If you missed Wednesday’s livestream, I encourage you to go back and check it out. I recreated a panel from a paper published in Nature that is pretty typical. It was made up entirely of photographs. Sometimes I feel like I’m the only PI that doesn’t merge panels into figures using Illustrator or Powerpoint. I prefer to use R with some help from {cowplot} or {patchwork} to do this for me. That way I can write a single script to generate the entire set of panels. The result is a reproducible workflow that easily regenerates a figure if I need to change something in one of the panels. Since pictures often accompany plots, being able to use R to generate figures with both is critical.

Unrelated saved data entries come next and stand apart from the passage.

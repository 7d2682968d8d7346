//! Clear Use Case
//!
//! Orchestrates the clearing of grid regions.
//!
//! This module handles:
//! - Expanding glob patterns against the root-region catalog
//! - Choosing batched or per-key removal from the region's key constraint
//! - Reporting exactly one outcome per resolved region

mod options;
mod result;
mod use_case;

pub use options::ClearOptions;
pub use result::ClearSummary;
pub use use_case::ClearRegionsUseCase;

The benefit for reproduciblity wasn’t what I loved most about this livestream. I was all set to use the {ggplot2} helper package {ggh4x} to make nested facets of pictures. A viewer asked if a different approach that didn’t rely on {ggh4x} might work as well. That question really caught me off guard! So I spent the first hour or so making the panel with {ggh4x} and the rest of the livestream making the same panel using their suggestion. This type of live interaction is one of the main reasons I have grown to love doing livestreams. To be completely honest, although the differences in the finished products were small, I really prefered the straight {ggplot2} approach. Really, go watch the livestream :)


This week I’m going to share panels i and j from Figure 1 of a recently published paper in Nature, “A mechanism to initiate emergency type 2 myelopoiesis”. This paper has a lot of panels like this one. Based on the text of the paper and the appearance of the panels, I’m pretty sure these were made with R’s {ggplot2} package.

These panels have different data but are the same basic design. There’s a lot going on in these plots that I could comment on (wait for Monday’s video!). But for today, I’d like to make a couple of general points.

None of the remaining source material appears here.